Knowing in action and the practice turn

“When we go about the spontaneous, intuitive performance of the actions of everyday life, we show ourselves to be knowledgeable in a special way,” wrote Donald Schön in 1983’s The Reflective Practitioner. “It seems right to say that our knowing is in our action.”

Re-reading Schön in relation to the “practice turn.”

Wikipedia on social practice:

Social practice is a theory within psychology that seeks to determine the link between practice and context within social situations. Emphasized as a commitment to change, social practice occurs in two forms: activity and inquiry. Most often applied within the context of human development, social practice involves knowledge production and the theorization and analysis of both institutional and intervention practices.
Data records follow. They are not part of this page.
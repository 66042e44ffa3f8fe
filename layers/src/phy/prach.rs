//! PRACH (Physical Random Access Channel)
//!
//! Long preamble (format 0) occasions, Zadoff-Chu generation and detection.
//! The detector takes one subframe of baseband samples, extracts the 839
//! preamble bins with a single DFT and correlates every root in the frequency
//! domain. Each cyclic shift owns a window of the correlation; a peak above
//! `threshold` times the mean correlation power is a detected preamble, and the
//! peak lag inside the window gives the timing advance.

use super::config::PrachConfig;
use crate::LayerError;
use num_complex::Complex32;
use rustfft::{Fft, FftPlanner};
use std::sync::Arc;
use tracing::{debug, trace};

/// Zadoff-Chu length of long preambles
pub const PRACH_SEQUENCE_LENGTH: usize = 839;
/// Preambles per cell
pub const NOF_PREAMBLES: usize = 64;
/// Preamble subcarrier spacing in Hz
const PRACH_SCS_HZ: f64 = 1250.0;
/// Timing advance granularity in seconds (16 Ts)
const TA_UNIT_S: f64 = 16.0 / 30.72e6;

/// Cyclic shift N_cs per zero correlation zone configuration (unrestricted set)
const NCS_UNRESTRICTED: [usize; 16] = [0, 13, 15, 18, 22, 26, 32, 38, 46, 59, 76, 93, 119, 167, 279, 419];

/// Whether subframe `subframe` of frame `sfn` is a PRACH occasion (FDD, format 0)
pub fn is_occasion(config_index: u8, sfn: u32, subframe: u32) -> bool {
    let (even_frames_only, subframes): (bool, &[u32]) = match config_index {
        0 => (true, &[1]),
        1 => (true, &[4]),
        2 => (true, &[7]),
        3 => (false, &[1]),
        4 => (false, &[4]),
        5 => (false, &[7]),
        6 => (false, &[1, 6]),
        7 => (false, &[2, 7]),
        8 => (false, &[3, 8]),
        9 => (false, &[1, 4, 7]),
        10 => (false, &[2, 5, 8]),
        11 => (false, &[3, 6, 9]),
        12 => (false, &[0, 2, 4, 6, 8]),
        13 => (false, &[1, 3, 5, 7, 9]),
        14 => (false, &[0, 1, 2, 3, 4, 5, 6, 7, 8, 9]),
        15 => (true, &[9]),
        _ => return false,
    };
    (!even_frames_only || sfn % 2 == 0) && subframes.contains(&subframe)
}

/// Zadoff-Chu root sequence in the time domain
fn zc_sequence(u: usize) -> Vec<Complex32> {
    let n_zc = PRACH_SEQUENCE_LENGTH as u64;
    (0..n_zc)
        .map(|n| {
            let m = (u as u64 * n * (n + 1)) % (2 * n_zc);
            let phase = -std::f64::consts::PI * m as f64 / n_zc as f64;
            Complex32::new(phase.cos() as f32, phase.sin() as f32)
        })
        .collect()
}

/// Placement of the preamble in the sampled subframe
#[derive(Debug, Clone, Copy)]
struct PrachLayout {
    dft_size: usize,
    cp_len: usize,
    first_bin: i64,
    occasion_len: usize,
    sample_rate: f64,
}

impl PrachLayout {
    fn new(config: &PrachConfig, nof_prb: u16, fft_size: usize, numerology: u8) -> Self {
        let scale = 1usize << numerology;
        let k = (15_000.0 * scale as f64 / PRACH_SCS_HZ) as i64;
        let subcarrier_offset = 12 * config.freq_offset as i64 - 6 * nof_prb as i64;
        Self {
            dft_size: 12 * fft_size * scale,
            cp_len: 3168 * fft_size * scale / 2048,
            first_bin: k * subcarrier_offset + 7,
            occasion_len: 15 * fft_size * scale,
            sample_rate: fft_size as f64 * 15_000.0 * scale as f64,
        }
    }

    fn bin(&self, n: usize) -> usize {
        (self.first_bin + n as i64).rem_euclid(self.dft_size as i64) as usize
    }
}

/// Root sequences and cyclic shifts covering the 64 preambles
#[derive(Debug, Clone)]
struct PreambleSet {
    roots: Vec<Vec<Complex32>>,
    n_cs: usize,
    nof_shifts: usize,
}

impl PreambleSet {
    fn new(config: &PrachConfig, planner: &mut FftPlanner<f32>) -> Self {
        let n_cs = NCS_UNRESTRICTED[config.zero_corr_zone as usize % 16];
        let nof_shifts = if n_cs == 0 { 1 } else { PRACH_SEQUENCE_LENGTH / n_cs };
        let nof_roots = NOF_PREAMBLES.div_ceil(nof_shifts);

        let fft = planner.plan_fft_forward(PRACH_SEQUENCE_LENGTH);
        let roots = (0..nof_roots)
            .map(|i| {
                let u = (config.root_seq_index as usize + i) % (PRACH_SEQUENCE_LENGTH - 1) + 1;
                let mut spectrum = zc_sequence(u);
                fft.process(&mut spectrum);
                spectrum
            })
            .collect();

        Self { roots, n_cs, nof_shifts }
    }

    fn root_and_shift(&self, preamble: usize) -> (usize, usize) {
        (preamble / self.nof_shifts, (preamble % self.nof_shifts) * self.n_cs)
    }
}

/// One detected preamble
#[derive(Debug, Clone, PartialEq)]
pub struct PrachDetection {
    /// Preamble index (0..64)
    pub preamble: u8,
    /// Timing advance in units of 16 Ts
    pub ta: u32,
    /// Estimated round trip delay in microseconds
    pub delay_us: f32,
    /// Peak to mean correlation ratio
    pub metric: f32,
}

/// PRACH detector for one carrier
pub struct PrachDetector {
    layout: PrachLayout,
    preambles: PreambleSet,
    threshold: f32,
    fft: Arc<dyn Fft<f32>>,
    idft: Arc<dyn Fft<f32>>,
    buffer: Vec<Complex32>,
}

impl PrachDetector {
    /// Create a detector for a carrier of `nof_prb` PRB sampled with `fft_size`
    pub fn new(config: &PrachConfig, nof_prb: u16, fft_size: usize, numerology: u8) -> Result<Self, LayerError> {
        if config.freq_offset + 6 > nof_prb {
            return Err(LayerError::InvalidConfiguration(format!(
                "PRACH at PRB {} does not fit in {} PRB",
                config.freq_offset, nof_prb
            )));
        }

        let layout = PrachLayout::new(config, nof_prb, fft_size, numerology);
        let mut planner = FftPlanner::new();
        let preambles = PreambleSet::new(config, &mut planner);
        let fft = planner.plan_fft_forward(layout.dft_size);
        let idft = planner.plan_fft_inverse(PRACH_SEQUENCE_LENGTH);

        debug!(
            "PRACH detector: {} roots, N_cs={}, DFT {} CP {}",
            preambles.roots.len(),
            preambles.n_cs,
            layout.dft_size,
            layout.cp_len
        );

        Ok(Self {
            layout,
            preambles,
            threshold: config.threshold,
            fft,
            idft,
            buffer: vec![Complex32::new(0.0, 0.0); layout.dft_size],
        })
    }

    /// Samples of one occasion (one subframe)
    pub fn occasion_len(&self) -> usize {
        self.layout.occasion_len
    }

    /// Search one occasion for preambles
    pub fn detect(&mut self, samples: &[Complex32]) -> Result<Vec<PrachDetection>, LayerError> {
        let start = self.layout.cp_len;
        let end = start + self.layout.dft_size;
        if samples.len() < end {
            return Err(LayerError::ProcessingError(format!(
                "PRACH occasion holds {} samples, needs {}",
                samples.len(),
                end
            )));
        }

        self.buffer.copy_from_slice(&samples[start..end]);
        self.fft.process(&mut self.buffer);
        let received: Vec<Complex32> = (0..PRACH_SEQUENCE_LENGTH)
            .map(|n| self.buffer[self.layout.bin(n)])
            .collect();

        let n_zc = PRACH_SEQUENCE_LENGTH;
        let window = if self.preambles.n_cs == 0 { n_zc } else { self.preambles.n_cs };
        let mut detections = Vec::new();

        for (i, root) in self.preambles.roots.iter().enumerate() {
            let mut corr: Vec<Complex32> = received.iter().zip(root.iter()).map(|(y, x)| y * x.conj()).collect();
            self.idft.process(&mut corr);
            let power: Vec<f32> = corr.iter().map(|c| c.norm_sqr()).collect();
            let mean = power.iter().sum::<f32>() / n_zc as f32;
            if mean <= 0.0 {
                continue;
            }

            for v in 0..self.preambles.nof_shifts {
                let preamble = i * self.preambles.nof_shifts + v;
                if preamble >= NOF_PREAMBLES {
                    break;
                }
                let origin = (n_zc - v * self.preambles.n_cs) % n_zc;
                let (lag, peak) = (0..window)
                    .map(|lag| (lag, power[(origin + lag) % n_zc]))
                    .fold((0, 0.0f32), |best, cur| if cur.1 > best.1 { cur } else { best });

                let metric = peak / mean;
                trace!("PRACH preamble {} lag {} metric {:.1}", preamble, lag, metric);
                if metric > self.threshold {
                    let delay_s = lag as f64 * self.layout.dft_size as f64 / n_zc as f64 / self.layout.sample_rate;
                    detections.push(PrachDetection {
                        preamble: preamble as u8,
                        ta: (delay_s / TA_UNIT_S).round() as u32,
                        delay_us: (delay_s * 1e6) as f32,
                        metric,
                    });
                }
            }
        }

        Ok(detections)
    }
}

/// Preamble transmitter (UE side), used to exercise the detector
pub struct PrachGenerator {
    layout: PrachLayout,
    preambles: PreambleSet,
    idft: Arc<dyn Fft<f32>>,
}

impl PrachGenerator {
    pub fn new(config: &PrachConfig, nof_prb: u16, fft_size: usize, numerology: u8) -> Self {
        let layout = PrachLayout::new(config, nof_prb, fft_size, numerology);
        let mut planner = FftPlanner::new();
        let preambles = PreambleSet::new(config, &mut planner);
        let idft = planner.plan_fft_inverse(layout.dft_size);
        Self { layout, preambles, idft }
    }

    /// One occasion carrying `preamble`, delayed by `delay` samples (at most one CP)
    pub fn generate(&self, preamble: u8, delay: usize) -> Result<Vec<Complex32>, LayerError> {
        if preamble as usize >= NOF_PREAMBLES || delay > self.layout.cp_len {
            return Err(LayerError::ProcessingError(format!(
                "cannot generate preamble {} with delay {}",
                preamble, delay
            )));
        }

        let (root, shift) = self.preambles.root_and_shift(preamble as usize);
        let n_zc = PRACH_SEQUENCE_LENGTH;
        let mut freq = vec![Complex32::new(0.0, 0.0); self.layout.dft_size];
        for (n, x) in self.preambles.roots[root].iter().enumerate() {
            let phase = 2.0 * std::f64::consts::PI * ((shift * n) % n_zc) as f64 / n_zc as f64;
            freq[self.layout.bin(n)] = x * Complex32::new(phase.cos() as f32, phase.sin() as f32);
        }
        self.idft.process(&mut freq);

        let scale = 1.0 / (self.layout.dft_size as f32).sqrt();
        let cp = self.layout.cp_len;
        let mut out = vec![Complex32::new(0.0, 0.0); self.layout.occasion_len];
        for i in 0..cp + self.layout.dft_size {
            let src = (i + self.layout.dft_size - cp) % self.layout.dft_size;
            out[delay + i] = freq[src] * scale;
        }
        Ok(out)
    }
}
And a 2012 paper, (“Strategy-as-Practice: Taking Social Practices Seriously”), by Eero Vaara and Richard Whittington:

The origins of the practice perspective can be traced to Wittgenstein (1951) or Heidegger (1962), but the past few decades have seen a proliferation of theories of practice — to the extent that we can speak about a “practice turn” in the social sciences generally (Reckwitz, 2002; Rouse, 2007; Schatzki et al.,2001). This turn includes seminal and diverse contributions by philosophers (Foucault, 1980), sociologists (de Certeau, 1984; Giddens, 1984), anthropologists (Bourdieu, 1990), ethnomethodologists (Garfinkel, 1967), activity theorists (Engeström, Miettinen, & Punamäki, 1999; Vygotsky, 1978), discourse scholars (Fairclough, 2003), and many more. In short, “practice” implies more than simply practical; it links strategy research to deep traditions of theoretical and empirical work in other disciplines. We highlight here how this practice turn defines itself in opposition to methodological individualism and emphasizes instead the embedded nature of human agency, the importance of macro social institutions, emergence as well as design, the role of materiality, and the critical examination of the otherwise taken for granted.

Zone of proximal unlearning

Reading the 1999 U.S. National Research Council (NRC) report, “How People Learn: Bridging Research and Practice,” I couldn’t help but recall that (widely attributed) Twainism: It ain’t what you don’t know that gets you into trouble. It’s what you know for sure that just ain’t so.

The first of the NRC’s three key findings:

Students come to the classroom with preconceptions about how the world works. If their initial understanding is not engaged, they may fail to grasp the new concepts and information that are taught, or they may learn them for purposes of a test but revert to their preconceptions outside the classroom.

Research on early learning suggests that the process of making sense of the world begins at a very young age. Children begin in preschool years to develop sophisticated understandings (whether accurate or not) of the phenomena around them (Wellman, 1990). Those initial understandings can have a powerful effect on the integration of new concepts and information. Sometimes those understandings are accurate, providing a foundation for building new knowledge. But sometimes they are inaccurate (Carey and Gelman, 1991). In science, students often have misconceptions of physical properties that cannot be easily observed. In humanities, their preconceptions often include stereotypes or simplifications, as when history is understood as a struggle between good guys and bad guys (Gardner, 1991). A critical feature of effective teaching is that it elicits from students their preexisting understanding of the subject matter to be taught and provides opportunities to build on — or challenge — the initial understanding.

Without using the terminology, this description of “learning to unlearn” points to a practice sometimes called instructional scaffolding — that is, teaching with appreciation and support for each student’s zone of proximal development, or area of potential growth. Except that, in this case, it’s the zone of proximal unlearning that offers a sweet spot for perceived development.

Diagram from the Wikimedia Commons on the left, and my revised version on the right. Thoughts? [Diagram updated]

zone of proximal unlearning

What is it that we do when we do what we do?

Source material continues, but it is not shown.